AA Oxidopathy References


Majid Ali, M.D.

Redox regulation in the circulating blood is a dynamic, elaborately integrated complex of diverse energetic-molecular events that involve all plasma and cellular oxidant-antioxidant systems. Changes of redox dysregulation in circulating blood comprise cell erythrocyte membrane damage and cell lysis, zones of plasma congealing, activation of polymorphonuclear leukocytes and monocytes, transformation of monocytes into macrophages, and formation of microclots and microplaques. We designate this broad spectrum of changes as AA oxidopathy. Derangements of the clotting-unclotting equilibrium (CUE), involving both established and as yet unrecognized coagulation pathways, are designated oxidative coagulopathy. Spontaneity of oxidation in the circulating blood assures that oxidative coagulopathy, and fibrinolytic response triggered by it, occurs in health at all times. Oxidatively triggered molecular responses to AA oxidopathy occurring in the endothelial cells, myocytes, and fibroblasts that constitute atherogenesis are regarded as consequences of unrelenting AA oxidopathy.
Plasma cholesterol, a weak antioxidant, initially prevents AA oxidopathy—albeit inadequately—and, once oxidized, feeds the oxidative fires set off by a host of oxidative stressors discussed above. Chronic use of HMG Co-reductase inhibitor statin drugs provides minimal short-term clinical benefits and, as yet undefined, long-term chemical consequences of disruption of lipid metabolism and carcinogenicity. The short-term benefits of statin drugs, in our view, may be largely attributed to their ability to address the single issue of mycotoxicity in the pathogenesis of oxidative coagulopathy.

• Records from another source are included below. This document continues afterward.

//! Conway governance primitives: actions, proposals, votes and tallies

use crate::{
    address::{Credential, StakeAddress},
    asset::Lovelace,
    cbor::rational_cbor_codec,
    drep::Anchor,
    hash::{KeyHash, PoolId, ScriptHash, TxHash},
    protocol_params::{ProtocolParamUpdate, ProtocolVersion},
    rational_number::RationalNumber,
    types::Epoch,
};
use std::{
    collections::{BTreeMap, BTreeSet},
    fmt,
};

pub type CommitteeCredential = Credential;

/// Governance action identity: submitting transaction and position in its proposal list
#[derive(
    Debug,
    Default,
    Clone,
    Copy,
    PartialEq,
    Eq,
    PartialOrd,
    Ord,
    Hash,
    serde::Serialize,
    serde::Deserialize,
    minicbor::Encode,
)]
pub struct GovActionId {
    #[n(0)]
    pub transaction_id: TxHash,
    #[n(1)]
    pub action_index: u32,
}

impl GovActionId {
    pub fn new(transaction_id: TxHash, action_index: u32) -> Self {
        Self {
            transaction_id,
            action_index,
        }
    }
}

impl fmt::Display for GovActionId {
    fn fmt(&self, f: &mut fmt::Formatter<'_>) -> fmt::Result {
        write!(f, "{}#{}", self.transaction_id, self.action_index)
    }
}

#[derive(
    Debug, Default, Clone, PartialEq, Eq, serde::Serialize, serde::Deserialize, minicbor::Encode,
)]
pub struct Constitution {
    #[n(0)]
    pub anchor: Anchor,
    #[n(1)]
    pub guardrail_script: Option<ScriptHash>,
}

/// Committee members with their term-expiry epochs, and the quorum fraction
#[derive(Debug, Default, Clone, PartialEq, Eq, serde::Serialize, serde::Deserialize)]
pub struct Committee {
    pub members: BTreeMap<CommitteeCredential, Epoch>,
    pub threshold: RationalNumber,
}

impl Committee {
    pub fn is_empty(&self) -> bool {
        self.members.is_empty()
    }

    /// A member whose term epoch is at least `epoch` may still vote
    pub fn is_active_member(&self, cold: &CommitteeCredential, epoch: Epoch) -> bool {
        self.members.get(cold).is_some_and(|term| *term >= epoch)
    }

    pub fn active_size(&self, epoch: Epoch) -> u64 {
        self.members.values().filter(|term| **term >= epoch).count() as u64
    }
}

#[derive(Debug, Clone, PartialEq, Eq, serde::Serialize, serde::Deserialize, minicbor::Encode)]
pub struct CommitteeChange {
    /// Removed committee members
    #[n(0)]
    pub removed_committee_members: BTreeSet<CommitteeCredential>,

    /// New committee members with their term-expiry epochs
    #[n(1)]
    pub new_committee_members: BTreeMap<CommitteeCredential, Epoch>,

    /// Replacement quorum
    #[cbor(n(2), encode_with = "rational_cbor_codec::encode")]
    pub terms: RationalNumber,
}

#[derive(Debug, Clone, PartialEq, Eq, serde::Serialize, serde::Deserialize, minicbor::Encode)]
pub struct ParameterChangeAction {
    #[n(0)]
    pub previous_action_id: Option<GovActionId>,
    #[n(1)]
    pub protocol_param_update: Box<ProtocolParamUpdate>,
    #[n(2)]
    pub script_hash: Option<ScriptHash>,
}

#[derive(Debug, Clone, PartialEq, Eq, serde::Serialize, serde::Deserialize, minicbor::Encode)]
pub struct HardForkInitiationAction {
    #[n(0)]
    pub previous_action_id: Option<GovActionId>,
    #[n(1)]
    pub protocol_version: ProtocolVersion,
}

#[derive(Debug, Clone, PartialEq, Eq, serde::Serialize, serde::Deserialize, minicbor::Encode)]
pub struct TreasuryWithdrawalsAction {
    #[n(0)]
    pub rewards: BTreeMap<StakeAddress, Lovelace>,
    #[n(1)]
    pub script_hash: Option<ScriptHash>,
}

#[derive(Debug, Clone, PartialEq, Eq, serde::Serialize, serde::Deserialize, minicbor::Encode)]
pub struct NoConfidenceAction {
    #[n(0)]
    pub previous_action_id: Option<GovActionId>,
}

#[derive(Debug, Clone, PartialEq, Eq, serde::Serialize, serde::Deserialize, minicbor::Encode)]
pub struct UpdateCommitteeAction {
    #[n(0)]
    pub previous_action_id: Option<GovActionId>,
    #[n(1)]
    pub data: CommitteeChange,
}

#[derive(Debug, Clone, PartialEq, Eq, serde::Serialize, serde::Deserialize, minicbor::Encode)]
pub struct NewConstitutionAction {
    #[n(0)]
    pub previous_action_id: Option<GovActionId>,
    #[n(1)]
    pub new_constitution: Constitution,
}

#[derive(Debug, Clone, PartialEq, Eq, serde::Serialize, serde::Deserialize, minicbor::Encode)]
pub enum GovernanceAction {
    #[n(0)]
    ParameterChange(#[n(0)] ParameterChangeAction),
    #[n(1)]
    HardForkInitiation(#[n(0)] HardForkInitiationAction),
    #[n(2)]
    TreasuryWithdrawals(#[n(0)] TreasuryWithdrawalsAction),
    #[n(3)]
    NoConfidence(#[n(0)] NoConfidenceAction),
    #[n(4)]
    UpdateCommittee(#[n(0)] UpdateCommitteeAction),
    #[n(5)]
    NewConstitution(#[n(0)] NewConstitutionAction),
    #[n(6)]
    Information,
}

/// Actions of the same purpose form a chain through their previous-action links
#[derive(
    Debug, Clone, Copy, PartialEq, Eq, PartialOrd, Ord, Hash, serde::Serialize, serde::Deserialize,
)]
pub enum GovernancePurpose {
    ParameterChange,
    HardFork,
    Committee,
    Constitution,
}

impl GovernanceAction {
    pub fn get_previous_action_id(&self) -> Option<GovActionId> {
        match self {
            GovernanceAction::ParameterChange(a) => a.previous_action_id,
            GovernanceAction::HardForkInitiation(a) => a.previous_action_id,
            GovernanceAction::TreasuryWithdrawals(_) => None,
            GovernanceAction::NoConfidence(a) => a.previous_action_id,
            GovernanceAction::UpdateCommittee(a) => a.previous_action_id,
            GovernanceAction::NewConstitution(a) => a.previous_action_id,
            GovernanceAction::Information => None,
        }
    }

    pub fn get_action_name(&self) -> &str {
        match self {
            GovernanceAction::ParameterChange(_) => "ParameterChange",
            GovernanceAction::HardForkInitiation(_) => "HardForkInitiation",
            GovernanceAction::TreasuryWithdrawals(_) => "TreasuryWithdrawals",
            GovernanceAction::NoConfidence(_) => "NoConfidence",
            GovernanceAction::UpdateCommittee(_) => "UpdateCommittee",
            GovernanceAction::NewConstitution(_) => "NewConstitution",
            GovernanceAction::Information => "Information",
        }
    }

    pub fn purpose(&self) -> Option<GovernancePurpose> {
        match self {
            GovernanceAction::ParameterChange(_) => Some(GovernancePurpose::ParameterChange),
            GovernanceAction::HardForkInitiation(_) => Some(GovernancePurpose::HardFork),
            GovernanceAction::NoConfidence(_) | GovernanceAction::UpdateCommittee(_) => {
                Some(GovernancePurpose::Committee)
            }
            GovernanceAction::NewConstitution(_) => Some(GovernancePurpose::Constitution),
            GovernanceAction::TreasuryWithdrawals(_) | GovernanceAction::Information => None,
        }
    }

    /// Guardrail policy hash declared by the action, for the kinds that carry one
    pub fn policy_hash(&self) -> Option<ScriptHash> {
        match self {
            GovernanceAction::ParameterChange(a) => a.script_hash,
            GovernanceAction::TreasuryWithdrawals(a) => a.script_hash,
            _ => None,
        }
    }

    /// Kinds that must be witnessed by the constitution's guardrail script when one is set
    pub fn is_guarded(&self) -> bool {
        matches!(
            self,
            GovernanceAction::ParameterChange(_) | GovernanceAction::TreasuryWithdrawals(_)
        )
    }

    /// The only kinds that can be ratified while governance is bootstrapping
    pub fn allowed_in_bootstrap(&self) -> bool {
        matches!(
            self,
            GovernanceAction::ParameterChange(_)
                | GovernanceAction::HardForkInitiation(_)
                | GovernanceAction::Information
        )
    }
}

#[derive(Debug, Clone, PartialEq, Eq, serde::Serialize, serde::Deserialize, minicbor::Encode)]
pub struct ProposalProcedure {
    #[n(0)]
    pub deposit: Lovelace,
    #[n(1)]
    pub reward_account: StakeAddress,
    #[n(2)]
    pub gov_action: GovernanceAction,
    #[n(3)]
    pub anchor: Anchor,
}

#[derive(
    Debug,
    Clone,
    Copy,
    PartialEq,
    Eq,
    PartialOrd,
    Ord,
    Hash,
    serde::Serialize,
    serde::Deserialize,
    minicbor::Encode,
)]
pub enum Voter {
    #[n(0)]
    ConstitutionalCommitteeKey(#[n(0)] KeyHash),
    #[n(1)]
    ConstitutionalCommitteeScript(#[n(0)] ScriptHash),
    #[n(2)]
    DRepKey(#[n(0)] KeyHash),
    #[n(3)]
    DRepScript(#[n(0)] ScriptHash),
    #[n(4)]
    StakePoolKey(#[n(0)] PoolId),
}

impl Voter {
    /// Credential that must witness the vote
    pub fn credential(&self) -> Credential {
        match self {
            Voter::ConstitutionalCommitteeKey(h) | Voter::DRepKey(h) | Voter::StakePoolKey(h) => {
                Credential::AddrKeyHash(*h)
            }
            Voter::ConstitutionalCommitteeScript(h) | Voter::DRepScript(h) => {
                Credential::ScriptHash(*h)
            }
        }
    }
}

impl fmt::Display for Voter {
    fn fmt(&self, f: &mut fmt::Formatter<'_>) -> fmt::Result {
        match self {
            Voter::ConstitutionalCommitteeKey(h) => write!(f, "cc-key:{h}"),
            Voter::ConstitutionalCommitteeScript(h) => write!(f, "cc-script:{h}"),
            Voter::DRepKey(h) => write!(f, "drep-key:{h}"),
            Voter::DRepScript(h) => write!(f, "drep-script:{h}"),
            Voter::StakePoolKey(h) => write!(f, "pool:{h}"),
        }
    }
}

#[derive(
    Debug, Clone, Copy, PartialEq, Eq, serde::Serialize, serde::Deserialize, minicbor::Encode,
)]
pub enum Vote {
    #[n(0)]
    No,
    #[n(1)]
    Yes,
    #[n(2)]
    Abstain,
}

#[derive(Debug, Clone, PartialEq, Eq, serde::Serialize, serde::Deserialize, minicbor::Encode)]
pub struct VotingProcedure {
    #[n(0)]
    pub vote: Vote,
    #[n(1)]
    pub anchor: Option<Anchor>,
}

impl VotingProcedure {
    pub fn new(vote: Vote) -> Self {
        Self { vote, anchor: None }
    }
}

/// Votes carried by one transaction, ordered by voter then by action
pub type VotingProcedures = BTreeMap<Voter, BTreeMap<GovActionId, VotingProcedure>>;

#[derive(
    Default, Debug, Clone, Copy, PartialEq, Eq, serde::Serialize, serde::Deserialize,
)]
pub struct VoteCount {
    pub yes: u64,
    pub no: u64,
    pub abstain: u64,
}

impl VoteCount {
    pub fn zero() -> Self {
        Self::default()
    }

    pub fn total(&self) -> u64 {
        self.yes + self.no + self.abstain
    }
}

impl fmt::Display for VoteCount {
    fn fmt(&self, f: &mut fmt::Formatter<'_>) -> fmt::Result {
        write!(f, "y{}/n{}/a{}", self.yes, self.no, self.abstain)
    }
}

/// One value per voter class
#[derive(Default, Debug, Clone, PartialEq, Eq, serde::Serialize, serde::Deserialize)]
pub struct VoteResult<T> {
    pub committee: T,
    pub drep: T,
    pub pool: T,
}

impl<T> VoteResult<T> {
    pub fn new(committee: T, drep: T, pool: T) -> Self {
        Self {
            committee,
            drep,
            pool,
        }
    }
}

impl<T: fmt::Display> fmt::Display for VoteResult<T> {
    fn fmt(&self, f: &mut fmt::Formatter<'_>) -> fmt::Result {
        write!(f, "c{}:d{}:p{}", self.committee, self.drep, self.pool)
    }
}

#[derive(
    Debug, Clone, Copy, PartialEq, Eq, serde::Serialize, serde::Deserialize,
)]
pub enum ProposalStatus {
    Active,
    Ratified,
    Enacted,
    Expired,
    Rejected,
}

impl ProposalStatus {
    pub fn is_terminal(&self) -> bool {
        matches!(
            self,
            ProposalStatus::Enacted | ProposalStatus::Expired | ProposalStatus::Rejected
        )
    }
}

The AA oxidopathy hypothesis provides a rational explanation of atherogenic mechanisms of risk factors of IHD as well as for the coronary vasospastic events that cause clinical ischemic heart disease without coronary occlusive disease. The proposed hypothesis also calls for a radically different clinical approach to prevention and reversal of ischemic heart disease. Specifically, it requires an integrative approach that addresses all of the following principal categories of chronic oxidant stressors: 1) adrenergic hypervigilence; 2) glucose-insulin dysregulation; 3) fungal and bacterial stress proteins, as well as other types of toxins; and 4) ecologic oxidants. The dominant prevailing approaches to ischemic coronary artery disease—such as angioplasty, coronary bypass and multiple drug therapies that focus on calcium channel and adrenergic blockade—evidently do not address any of the causes of AA oxidopathy, and thus cannot be regarded as optimal therapies.